Mine had that and I hated it! It doesn't necessarily have to do with hormones in breastmilk, everything I have read says residual hormones from birth. Many FF babies in my playroom had the same issue.

Hers cleared up around 2 months. Wait it out, it will get better!


----------



## emmaegbert (Sep 14, 2004)

aw, gorgeous baby

the pimples look just like my 2 kids. Both had it for a couple of weeks then it totally cleared up to beautiful, buttery soft skin. My poor DS lost his hair in a male pattern baldness way at the same time, her really looked a bit ugly there- even I noticed!!

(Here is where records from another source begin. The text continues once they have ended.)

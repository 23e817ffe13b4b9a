//! Configuration management CLI commands.
//!
//! `config get`, `config set`, `config list` and `config path` view and modify
//! the settings file from the command line.

use std::path::Path;

use clap::Subcommand;

use depotwright::config::{ConfigFile, ConfigKey};

use crate::error::CliError;

/// Config subcommands.
#[derive(Debug, Subcommand)]
pub enum ConfigCommands {
    /// Get a configuration value
    Get {
        /// Configuration key in format section.key (e.g., depots.roots)
        key: String,
    },

    /// Set a configuration value; an empty value resets it
    Set {
        /// Configuration key in format section.key (e.g., install.language)
        key: String,

        /// Value to set
        value: String,
    },

    /// List all configuration settings
    List,

    /// Show the configuration file path
    Path,
}

/// Run a config subcommand against the file at `path`.
pub fn run(command: ConfigCommands, path: &Path) -> Result<(), CliError> {
    match command {
        ConfigCommands::Get { key } => run_get(&key, path),
        ConfigCommands::Set { key, value } => run_set(&key, &value, path),
        ConfigCommands::List => run_list(path),
        ConfigCommands::Path => {
            println!("{}", path.display());
            Ok(())
        }
    }
}

fn parse_key(key: &str) -> Result<ConfigKey, CliError> {
    key.parse().map_err(|_| {
        CliError::Config(format!(
            "Unknown configuration key '{}'. Use 'depotwright config list' to see available keys.",
            key
        ))
    })
}

fn run_get(key: &str, path: &Path) -> Result<(), CliError> {
    let config_key = parse_key(key)?;
    let config = ConfigFile::load_from(path)?;
    let value = config_key.get(&config);

    if value.is_empty() {
        println!("(not set)");
    } else {
        println!("{}", value);
    }
    Ok(())
}

fn run_set(key: &str, value: &str, path: &Path) -> Result<(), CliError> {
    let config_key = parse_key(key)?;

    let mut config = ConfigFile::load_from(path)?;
    config_key
        .set(&mut config, value)
        .map_err(|e| CliError::Config(e.to_string()))?;
    config.save_to(path)?;

    println!("Set {} = {}", config_key.name(), config_key.get(&config));
    Ok(())
}

fn run_list(path: &Path) -> Result<(), CliError> {
    let config = ConfigFile::load_from(path)?;

    println!("Configuration Settings");
    println!("======================");
    println!();

    let mut current_section = "";
    for key in ConfigKey::all() {
        let section = key.section();
        if section != current_section {
            if !current_section.is_empty() {
                println!();
            }
            println!("[{}]", section);
            current_section = section;
        }

        let value = key.get(&config);
        if value.is_empty() {
            println!("  {} = (not set)", key.key_name());
        } else {
            println!("  {} = {}", key.key_name(), value);
        }
    }
    Ok(())
}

ped and MWs all said its normal, not to worry.


----------



## kawa kamuri (Apr 19, 2006)

my daughter is the same way right now, started around week 2. i just started putting breastmilk on her face.

your little boy is beautiful, btw


----------



## Pandme (Jan 31, 2007)

Thank GOD there is someone else going through this! My daughter's skin is AWFUL....a lot like your son's, but worse because she has cradle cap going on too. I often wonder how many hormones I have, seriously.

She's 5 weeks old. This started around 3 weeks and by 4 weeks was raging. I'm hoping that weeks 7-8 come soon....hopefully it will ease up.


----------



## boobs4milk (Jun 25, 2006)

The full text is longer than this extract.